Scaling: Comparing Apples to Oranges

Disclaimer:

  1. I'm not a scaling expert
  2. I'm not even a programmer
  3. I'm neither a Digg nor a Stack Overflow user
  4. I have no problems with Joel Spolsky

With those points out of the way, I wanted to write a post about a statement that Joel Spolsky made that made in regards to scaling and comparing Stack Overflow to Digg. I think it can go without saying (based off of the above disclaimers) that I don't understand the intricacies of either Digg or Stack Overflow's code base and server setup, however, I have culminated some of the discussion on this topic.

 

Digg: 200MM page views, 500 servers. Stack Overflow: 60MM page views, 5 servers. What am I missing?

As I'm sure many of you know Digg is a social news site where community members can submit links for other community members to vote and comment on as well as dynamic widgets that can be found on thousands of sites across the web.

Stack Overflow, is a Q&A style site which allows it's community (of programmers) to ask and answer questions of various topics on programming and vote up or down on the submitted questions and the answers.

So what is being said about this comparison?  First off, I'll direct you to a former Digg engineer's comment about this very subject. This post more speaks about what servers Digg has running (or had during his time there).  

 

Interestingly enough, there is a decent conversation thread on reddit about this as well (where people far brighter and informed on scaling than I, discuss the differences), that I thought I would highlight some of the more on topic comments.

 

We're not comparing apples to apples here. Digg has a different feature set and a completely different social setup. Stack Overflow doesn't promote "discussions" along the same line as digg does, nor does it have nearly as many simultaneous DB requests. "Page views" doesn't mean much (consider all the "outside" AJAX requests too.)

I'm pretty sure if you look at the read/write DB ratio, Digg will be much, much heavier on the write site than SO.

The hot pages Digg wouldn't be able cache efficiently as discussions are ongoing and updates are expected (community participation is encouraged, caching responses for even a few minutes hampers participation). Comments are frequent, small, and semi-threaded (at least they were).

Digg will have a large amount of activity on all new stories as they rise up and eventually they fall off. Caching old stories won't help because no one visits them, the bulk of their 200MM visits are on the newest most popular links.
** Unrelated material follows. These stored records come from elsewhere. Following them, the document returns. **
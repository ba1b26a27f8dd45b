use std::collections::HashMap;
use std::sync::{RwLock, RwLockReadGuard};

use serde::{Deserialize, Serialize};

use crate::{Error, Image, Reference, Repository};

/// The in-memory catalog of repositories. Created empty, hydrated from a
/// snapshot at startup, mutated exclusively by the Indexing Engine, and
/// read concurrently by the API under the readers-writer lock.
#[derive(Debug, Default)]
pub struct Index {
    repositories: RwLock<HashMap<String, Repository>>,
}

impl Index {
    pub fn new() -> Self {
        Index {
            repositories: RwLock::new(HashMap::new()),
        }
    }

    /// Acquires the read lock for the duration of a read operation.
    /// Callers hold the returned guard while they build their response.
    pub fn read(&self) -> RwLockReadGuard<'_, HashMap<String, Repository>> {
        self.repositories.read().expect("index lock poisoned")
    }

    /// Wholesale substitution of every repository. Used by `IndexAll`.
    pub fn replace_all_repositories(&self, repositories: HashMap<String, Repository>) {
        *self.repositories.write().expect("index lock poisoned") = repositories;
    }

    /// Single-key substitution. Used by `IndexRepository`.
    pub fn replace_repository(&self, repository: Repository) {
        let mut repos = self.repositories.write().expect("index lock poisoned");
        repos.insert(repository.name.clone(), repository);
    }

    /// Upserts a single image. If the repository exists, the image is
    /// updated in place; otherwise a new repository is created containing
    /// only this image.
    pub fn replace_image(&self, reference: &Reference, image: Image) {
        let mut repos = self.repositories.write().expect("index lock poisoned");
        let name = reference.trim_tag().name().to_string();
        repos
            .entry(name.clone())
            .or_insert_with(|| Repository::empty(name))
            .update_image(image);
    }

    /// Removes an image by tag from its repository, if both exist. Never
    /// fails; a missing repository or tag is a no-op.
    pub fn delete_image(&self, reference: &Reference) {
        let Ok(tag) = reference.require_tag() else {
            return;
        };
        let mut repos = self.repositories.write().expect("index lock poisoned");
        if let Some(repo) = repos.get_mut(reference.trim_tag().name()) {
            repo.delete_image(tag);
        }
    }

    /// Snapshots the index into its JSON wire representation.
    pub fn to_snapshot(&self) -> IndexSnapshot {
        let repos = self.repositories.read().expect("index lock poisoned");
        IndexSnapshot(
            repos
                .values()
                .map(|r| (r.name.clone(), r.images().to_vec()))
                .collect(),
        )
    }

    /// Rebuilds the index from a loaded snapshot, re-sorting each
    /// repository's images as it goes.
    pub fn from_snapshot(snapshot: IndexSnapshot) -> Result<Self, Error> {
        let mut repositories = HashMap::with_capacity(snapshot.0.len());
        for (name, images) in snapshot.0 {
            let reference = Reference::parse(&name)?;
            let canonical = reference.trim_tag().name().to_string();
            repositories.insert(canonical.clone(), Repository::from_images(canonical, images));
        }
        Ok(Index {
            repositories: RwLock::new(repositories),
        })
    }
}

/// The JSON-on-the-wire shape of a persisted snapshot: a mapping from
/// canonical repository name to its array of images. Sort order within
/// arrays is not required by the format; it is rebuilt on load.
#[derive(Debug, Serialize, Deserialize)]
#[serde(transparent)]
pub struct IndexSnapshot(pub HashMap<String, Vec<Image>>);

#[cfg(test)]
mod tests {
    use super::*;
    use chrono::Utc;
    use std::collections::BTreeMap;

    fn image(tag: &str) -> Image {
        Image::new(tag, Utc::now(), BTreeMap::new())
    }

    #[test]
    fn replace_image_creates_repository_when_absent() {
        let index = Index::new();
        let reference = Reference::parse("r.example/ns/app:v1").unwrap();
        index.replace_image(&reference, image("v1"));

        let repos = index.read();
        let repo = repos.get("r.example/ns/app").unwrap();
        assert_eq!(repo.get_image("v1").unwrap().tag, "v1");
    }

    #[test]
    fn delete_image_is_noop_when_missing() {
        let index = Index::new();
        let reference = Reference::parse("r.example/ns/app:v1").unwrap();
        index.delete_image(&reference);
        assert!(index.read().is_empty());
    }

    #[test]
    fn snapshot_roundtrip_preserves_images() {
        let index = Index::new();
        let a = Reference::parse("r.example/ns/app:v1").unwrap();
        let b = Reference::parse("r.example/ns/app:v2").unwrap();
        let c = Reference::parse("r.example/ns/other:v1").unwrap();
        index.replace_image(&a, image("v1"));
        index.replace_image(&b, image("v2"));
        index.replace_image(&c, image("v1"));

        let snapshot = index.to_snapshot();
        let restored = Index::from_snapshot(snapshot).unwrap();

        let original = index.read();
        let loaded = restored.read();
        assert_eq!(original.len(), loaded.len());
        for (name, repo) in original.iter() {
            let loaded_repo = loaded.get(name).unwrap();
            assert_eq!(repo.images(), loaded_repo.images());
        }
    }

    #[test]
    fn every_repository_key_matches_its_name() {
        let index = Index::new();
        let reference = Reference::parse("r.example/ns/app:v1").unwrap();
        index.replace_image(&reference, image("v1"));
        for (key, repo) in index.read().iter() {
            assert_eq!(key, &repo.name);
        }
    }
}
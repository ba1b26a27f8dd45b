use thiserror::Error;

/// Discriminated error kinds shared across the indexer. Each variant maps
/// to one of the policies in the error handling design: some are fatal at
/// startup, some taint an image for retry, some become HTTP statuses.
#[derive(Debug, Error)]
pub enum Error {
    /// Configuration parse or validation failure. Fatal at startup.
    #[error("configuration error: {0}")]
    Config(String),

    /// Upstream registry transport/5xx failure.
    #[error("upstream registry error: {0}")]
    Upstream(String),

    /// 404 from the upstream registry on a tag, repository or manifest.
    #[error("not found: {0}")]
    NotFound(String),

    /// Malformed manifest/config blob, or unsupported media type.
    #[error("protocol error: {0}")]
    Protocol(String),

    /// Credential acquisition or 401/403 after exhausting challenges.
    #[error("authentication error: {0}")]
    Auth(String),

    /// Snapshot read/write failure.
    #[error("storage error: {0}")]
    Storage(String),

    /// Invalid API request input.
    #[error("bad request: {0}")]
    BadRequest(String),

    /// API lookup of a repository or image that does not exist.
    #[error("not indexed: {0}")]
    IndexMiss(String),
}

impl Error {
    /// True for the error kinds that should taint an `IndexImage` action
    /// for retry, per the dispatch policy table. `NotFound` is folded into
    /// `Upstream` handling here, matching the reference behavior.
    pub fn taints_retry(&self) -> bool {
        matches!(
            self,
            Error::Upstream(_) | Error::NotFound(_) | Error::Protocol(_) | Error::Auth(_)
        )
    }
}

pub type Result<T> = std::result::Result<T, Error>;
Stack Overflow will have articles hit by google, so visits are spread over new and old questions. Since old questions become static (already answered so no need for new responses) they can be cached completely, and since a good portion of those 20MM visits are spread out over old posts thanks to google those static page caches will have a major impact.

Plus near-realtime response is not expected on Stack Overflow (You walk in expecting to wait a few hours for an answer) and discussion is not the goal (no threaded responses, you respond directly to the question). Comments are infrequent and large and a longer cache won't have as much of a pronounced impact on visitor perception as it would on Digg (again, as a visitor you aren't expecting responses frequently or in large numbers).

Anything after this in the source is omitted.